Type again, exactly, the lines below from the start through the line that includes "let consult = if".

Segment Open

//! Render orchestration for the portals TUI

use ratatui::{
    layout::Rect,
    style::{Color, Modifier, Style},
    text::{Line, Span},
    widgets::{Block, Borders, Clear, Paragraph, Wrap},
    Frame,
};

use crate::app::{App, InputMode, InputTarget};
use crate::ui::layout::{centered_rect_fixed, AppLayout};
use crate::ui::widgets::{ChronicleWidget, ConsultState, ControlsWidget, InputWidget, OutputLogWidget};

/// Which panel is focused
#[derive(Debug, Clone, Copy, PartialEq, Eq, Default)]
pub enum FocusedPanel {
    #[default]
    Console,
    Chronicle,
}

/// Overlay types
#[derive(Debug, Clone)]
pub enum Overlay {
    Help,
}

/// Main render function
pub fn render(frame: &mut Frame, app: &App) {
    let area = frame.area();
    let layout = AppLayout::calculate(area);

    render_title_bar(frame, layout.title_area);

    let consult = if app.is_running() {
        ConsultState::Running {
            frame: app.animation_frame,
        }
    } else if app.can_consult() {
        ConsultState::Ready
    } else {
        ConsultState::Unconfigured
    };

    let console_focused = matches!(app.focused_panel, FocusedPanel::Console);

    let controls = ControlsWidget::new(
        &app.theme,
        &app.model_name,
        app.session.variant(),
        app.session.chart_date(),
    )
    .connected(app.session.model_name(), app.connection_error.as_deref())
    .chapters(app.session.story().len())
    .consult(consult)
    .focused(console_focused);
    frame.render_widget(controls, layout.controls_area);

    let output = OutputLogWidget::new(&app.console_log, &app.theme)
        .scroll(app.console_scroll)
        .focused(console_focused)
        .pending(app.is_running().then_some("..."));
    frame.render_widget(output, layout.output_area);

    let chronicle = ChronicleWidget::new(app.session.story(), &app.chronicle, &app.theme)
        .focused(matches!(app.focused_panel, FocusedPanel::Chronicle));
    frame.render_widget(chronicle, layout.chronicle_area);

    render_status_bar(frame, app, layout.status_bar);
    render_input(frame, app, layout.input_area);

    if let Some(overlay) = app.overlay() {
        render_overlay(frame, app, overlay, area);
    }
}

/// Render the title bar
fn render_title_bar(frame: &mut Frame, area: Rect) {
    let line = Line::from(vec![
        Span::styled(
            " Portals: TempleOS reimagined ",
            Style::default()
                .fg(Color::White)
                .add_modifier(Modifier::BOLD),
        ),
        Span::styled(
            "| Consult the oracle to let divine providence guide your adventure.",
            Style::default().add_modifier(Modifier::DIM),
        ),
    ]);
    frame.render_widget(Paragraph::new(line), area);
}

/// Render the status bar
fn render_status_bar(frame: &mut Frame, app: &App, area: Rect) {
    let mode = match app.input_mode {
        InputMode::Normal => "NORMAL",
        InputMode::Insert => "INSERT",
        InputMode::Command => "COMMAND",
    };

    let mut spans = vec![Span::styled(
        format!(" {mode} "),
        Style::default()
            .fg(Color::Black)
            .bg(app.theme.border_focused)
            .add_modifier(Modifier::BOLD),
    )];
    if let Some(message) = app.status_message() {
        spans.push(Span::raw(" "));
        spans.push(Span::styled(message.to_string(), app.theme.text_style()));
    }

    frame.render_widget(Paragraph::new(Line::from(spans)), area);
}

/// Render the input area
fn render_input(frame: &mut Frame, app: &App, area: Rect) {
    let is_active = matches!(app.input_mode, InputMode::Insert | InputMode::Command);
    let is_command = matches!(app.input_mode, InputMode::Command);

    let label = match (app.input_mode, app.input_target) {
        (InputMode::Insert, InputTarget::Model) => "Enter Ollama model name (e.g., 'llama3')",
        (InputMode::Insert, InputTarget::Date) => "Chart date (YYYY-MM-DD)",
        (InputMode::Command, _) => "Command",
        (InputMode::Normal, _) => "",
    };

    let input_widget = InputWidget::new(app.input_buffer(), &app.theme)
        .cursor_position(app.cursor_position())
        .active(is_active)
        .command_mode(is_command)
        .label(label)
        .placeholder("c consult | m model | C connect | d date | : command | ? help");

    frame.render_widget(input_widget, area);
}

/// Render overlay
fn render_overlay(frame: &mut Frame, app: &App, overlay: &Overlay, area: Rect) {
    match overlay {
        Overlay::Help => render_help_overlay(frame, app, area),
    }
}

/// Render help overlay
fn render_help_overlay(frame: &mut Frame, app: &App, area: Rect) {
    let popup_area = centered_rect_fixed(54, 27, area);
    frame.render_widget(Clear, popup_area);

    let heading = |text: &'static str| {
        Line::from(Span::styled(
            text,
            Style::default().add_modifier(Modifier::UNDERLINED),
        ))
    };

    let help_text = vec![
        Line::from(Span::styled(
            " Portals - Help ",
            Style::default().add_modifier(Modifier::BOLD),
        )),
        Line::from(""),
        heading("Oracle:"),
        Line::from("  m       Edit the model name (Enter connects)"),
        Line::from("  C       Connect to the model"),
        Line::from("  c       Consult the oracle"),
        Line::from("  d       Edit the chart date"),
        Line::from(""),
        heading("Navigation:"),
        Line::from("  Tab          Switch console / chronicle"),
        Line::from("  j/k or ↑/↓   Scroll output / select chapter"),
        Line::from("  Enter        Expand or collapse chapter"),
        Line::from("  g/G          Jump to top/bottom"),
        Line::from("  Mouse wheel  Scroll"),
        Line::from(""),
        heading("Commands:"),
        Line::from("  :connect [MODEL]   Connect a model"),
        Line::from("  :consult           Consult the oracle"),
        Line::from("  :date YYYY-MM-DD   Set the chart date"),
        Line::from("  :q                 Quit"),
        Line::from(""),
        Line::from(Span::styled(
            "Press Esc or q to close",
            Style::default().add_modifier(Modifier::DIM),
        )),
    ];

    let block = Block::default()
        .title(" Help ")
        .borders(Borders::ALL)
        .border_style(app.theme.border_style(true));

    let paragraph = Paragraph::new(help_text)
        .block(block)
        .wrap(Wrap { trim: false });

    frame.render_widget(paragraph, popup_area);
}
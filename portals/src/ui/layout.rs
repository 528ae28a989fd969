//! Screen layout calculations

use ratatui::layout::{Constraint, Direction, Layout, Rect};

/// Height of the console controls panel.
const CONTROLS_HEIGHT: u16 = 8;

/// Areas of the main screen.
///
/// The body is split one third console, two thirds chronicle.
#[derive(Debug, Clone, Copy)]
pub struct AppLayout {
    pub title_area: Rect,
    pub controls_area: Rect,
    pub output_area: Rect,
    pub chronicle_area: Rect,
    pub status_bar: Rect,
    pub input_area: Rect,
}

impl AppLayout {
    pub fn calculate(area: Rect) -> Self {
        let rows = Layout::default()
            .direction(Direction::Vertical)
            .constraints([
                Constraint::Length(1),
                Constraint::Min(10),
                Constraint::Length(1),
                Constraint::Length(3),
            ])
            .split(area);

        let columns = Layout::default()
            .direction(Direction::Horizontal)
            .constraints([Constraint::Ratio(1, 3), Constraint::Ratio(2, 3)])
            .split(rows[1]);

        let console = Layout::default()
            .direction(Direction::Vertical)
            .constraints([Constraint::Length(CONTROLS_HEIGHT), Constraint::Min(3)])
            .split(columns[0]);

        Self {
            title_area: rows[0],
            controls_area: console[0],
            output_area: console[1],
            chronicle_area: columns[1],
            status_bar: rows[2],
            input_area: rows[3],
        }
    }
}

/// A `width` x `height` rectangle centred in `area`, clipped to fit.
pub fn centered_rect_fixed(width: u16, height: u16, area: Rect) -> Rect {
    let width = width.min(area.width);
    let height = height.min(area.height);
    Rect {
        x: area.x + (area.width - width) / 2,
        y: area.y + (area.height - height) / 2,
        width,
        height,
    }
}
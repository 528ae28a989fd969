//! Oracle output widget

use ratatui::{
    buffer::Buffer,
    layout::Rect,
    style::{Color, Modifier, Style},
    symbols::scrollbar,
    text::{Line, Span},
    widgets::{
        Block, Borders, Paragraph, Scrollbar, ScrollbarOrientation, ScrollbarState,
        StatefulWidget, Widget, Wrap,
    },
};

use portals_core::{LogEntry, LogKind};

use crate::ui::theme::PortalTheme;

/// Widget for the message log of the current run
pub struct OutputLogWidget<'a> {
    entries: &'a [LogEntry],
    scroll: usize,
    theme: &'a PortalTheme,
    focused: bool,
    pending: Option<&'a str>,
}

impl<'a> OutputLogWidget<'a> {
    pub fn new(entries: &'a [LogEntry], theme: &'a PortalTheme) -> Self {
        Self {
            entries,
            scroll: 0,
            theme,
            focused: false,
            pending: None,
        }
    }

    pub fn scroll(mut self, scroll: usize) -> Self {
        self.scroll = scroll;
        self
    }

    pub fn focused(mut self, focused: bool) -> Self {
        self.focused = focused;
        self
    }

    /// Trailing line shown while more entries are expected.
    pub fn pending(mut self, text: Option<&'a str>) -> Self {
        self.pending = text;
        self
    }

    fn lines(&self) -> Vec<Line<'a>> {
        let mut lines: Vec<Line> = Vec::new();

        for entry in self.entries {
            let style = self.theme.log_style(entry.kind);
            let prefix = match entry.kind {
                LogKind::Error => "! ",
                LogKind::Success => "* ",
                _ => "",
            };

            for (i, line) in entry.text.lines().enumerate() {
                let text = if i == 0 {
                    format!("{prefix}{line}")
                } else {
                    line.to_string()
                };
                lines.push(Line::from(Span::styled(text, style)));
            }

            // Separator between entries
            lines.push(Line::from(Span::styled("---", self.theme.dim_style())));
        }

        if let Some(pending) = self.pending {
            lines.push(Line::from(Span::styled(
                pending.to_string(),
                self.theme.dim_style().add_modifier(Modifier::ITALIC),
            )));
        }

        lines
    }
}

impl Widget for OutputLogWidget<'_> {
    fn render(self, area: Rect, buf: &mut Buffer) {
        let title = if self.focused {
            " Oracle Output [j/k scroll] "
        } else {
            " Oracle Output "
        };

        let block = Block::default()
            .title(title)
            .title_style(self.theme.title_style(self.focused))
            .borders(Borders::ALL)
            .border_style(self.theme.border_style(self.focused));

        let inner = block.inner(area);
        block.render(area, buf);

        if self.entries.is_empty() && self.pending.is_none() {
            Paragraph::new(Span::styled(
                "The oracle has not been consulted yet.",
                self.theme.dim_style(),
            ))
            .render(inner, buf);
            return;
        }

        let lines = self.lines();

        let visible_height = inner.height as usize;
        let total_lines = lines.len();
        let max_scroll = total_lines.saturating_sub(visible_height);
        let scroll = self.scroll.min(max_scroll);

        Paragraph::new(lines)
            .scroll((scroll as u16, 0))
            .wrap(Wrap { trim: false })
            .render(inner, buf);

        if total_lines > visible_height {
            let scrollbar_area = Rect {
                x: inner.x + inner.width.saturating_sub(1),
                y: inner.y,
                width: 1,
                height: inner.height,
            };

            let scrollbar = Scrollbar::new(ScrollbarOrientation::VerticalRight)
                .symbols(scrollbar::VERTICAL)
                .thumb_style(Style::default().fg(Color::DarkGray))
                .track_style(Style::default().fg(Color::Black))
                .begin_symbol(Some("↑"))
                .end_symbol(Some("↓"));

            let mut scrollbar_state = ScrollbarState::new(max_scroll).position(scroll);
            scrollbar.render(scrollbar_area, buf, &mut scrollbar_state);

            if scroll < max_scroll {
                let hint = format!(" ↓{} more ", max_scroll - scroll);
                let hint_y = inner.y + inner.height.saturating_sub(1);
                let hint_style = Style::default()
                    .fg(Color::DarkGray)
                    .add_modifier(Modifier::DIM);
                for (i, ch) in hint.chars().enumerate() {
                    let x = inner.x + (i as u16);
                    if x < inner.x + inner.width.saturating_sub(2) {
                        buf[(x, hint_y)].set_char(ch).set_style(hint_style);
                    }
                }
            }
        }
    }
}

#[cfg(test)]
mod tests {
    use super::*;

    #[test]
    fn test_multiline_entries_get_separators() {
        let theme = PortalTheme::default();
        let entries = vec![
            LogEntry::new(LogKind::Draw, "The heavens spin... a number is chosen: 7"),
            LogEntry::new(LogKind::Verse, "A verse is revealed (from line ~7):\n\nline 7"),
        ];
        let widget = OutputLogWidget::new(&entries, &theme).pending(Some("..."));
        let lines = widget.lines();

        // 1 + sep + 3 + sep + pending
        assert_eq!(lines.len(), 7);
        assert_eq!(lines[1].spans[0].content, "---");
        assert_eq!(lines[6].spans[0].content, "...");
    }

    #[test]
    fn test_error_prefix() {
        let theme = PortalTheme::default();
        let entries = vec![LogEntry::new(LogKind::Error, "The oracle faltered: boom")];
        let lines = OutputLogWidget::new(&entries, &theme).lines();
        assert_eq!(lines[0].spans[0].content, "! The oracle faltered: boom");
    }
}
//! Ordered, user-facing record of a single run.

use serde::{Deserialize, Serialize};
use tokio::sync::mpsc::UnboundedSender;

/// What a log entry reports, used to pick its styling.
#[derive(Debug, Clone, Copy, PartialEq, Eq, Serialize, Deserialize)]
pub enum LogKind {
    /// The random number drawn.
    Draw,
    /// The corpus passage that was revealed.
    Verse,
    /// The resonance verdict.
    Analysis,
    /// The reduced chart for the chosen date.
    Chart,
    /// The entity category the verse inspired.
    Inspiration,
    /// A chapter was written and saved.
    Success,
    /// The run ended without a chapter, as a normal outcome.
    Silence,
    /// The run failed.
    Error,
}

/// One message in the run log.
#[derive(Debug, Clone, PartialEq, Eq, Serialize, Deserialize)]
pub struct LogEntry {
    pub kind: LogKind,
    pub text: String,
}

impl LogEntry {
    pub fn new(kind: LogKind, text: impl Into<String>) -> Self {
        Self {
            kind,
            text: text.into(),
        }
    }

    pub fn is_error(&self) -> bool {
        self.kind == LogKind::Error
    }
}

/// Messages from one run, optionally mirrored to a live listener.
#[derive(Debug, Default)]
pub struct RunLog {
    entries: Vec<LogEntry>,
    progress: Option<UnboundedSender<LogEntry>>,
}

impl RunLog {
    pub fn new() -> Self {
        Self::default()
    }

    /// Also forward every entry to `progress` as it is pushed.
    pub fn with_progress(progress: UnboundedSender<LogEntry>) -> Self {
        Self {
            entries: Vec::new(),
            progress: Some(progress),
        }
    }

    pub fn push(&mut self, kind: LogKind, text: impl Into<String>) {
        let entry = LogEntry::new(kind, text);
        if let Some(tx) = &self.progress {
            // A listener that went away only misses the live view
            let _ = tx.send(entry.clone());
        }
        self.entries.push(entry);
    }

    pub fn entries(&self) -> &[LogEntry] {
        &self.entries
    }

    pub fn contains(&self, kind: LogKind) -> bool {
        self.entries.iter().any(|e| e.kind == kind)
    }

    pub fn into_entries(self) -> Vec<LogEntry> {
        self.entries
    }
}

Segment Closed

Result:
//! Render orchestration for the portals TUI

use ratatui::{
    layout::Rect,
    style::{Color, Modifier, Style},
    text::{Line, Span},
    widgets::{Block, Borders, Clear, Paragraph, Wrap},
    Frame,
};

use crate::app::{App, InputMode, InputTarget};
use crate::ui::layout::{centered_rect_fixed, AppLayout};
use crate::ui::widgets::{ChronicleWidget, ConsultState, ControlsWidget, InputWidget, OutputLogWidget};

/// Which panel is focused
#[derive(Debug, Clone, Copy, PartialEq, Eq, Default)]
pub enum FocusedPanel {
    #[default]
    Console,
    Chronicle,
}

/// Overlay types
#[derive(Debug, Clone)]
pub enum Overlay {
    Help,
}

/// Main render function
pub fn render(frame: &mut Frame, app: &App) {
    let area = frame.area();
    let layout = AppLayout::calculate(area);

    render_title_bar(frame, layout.title_area);

    let consult = if app.is_running() {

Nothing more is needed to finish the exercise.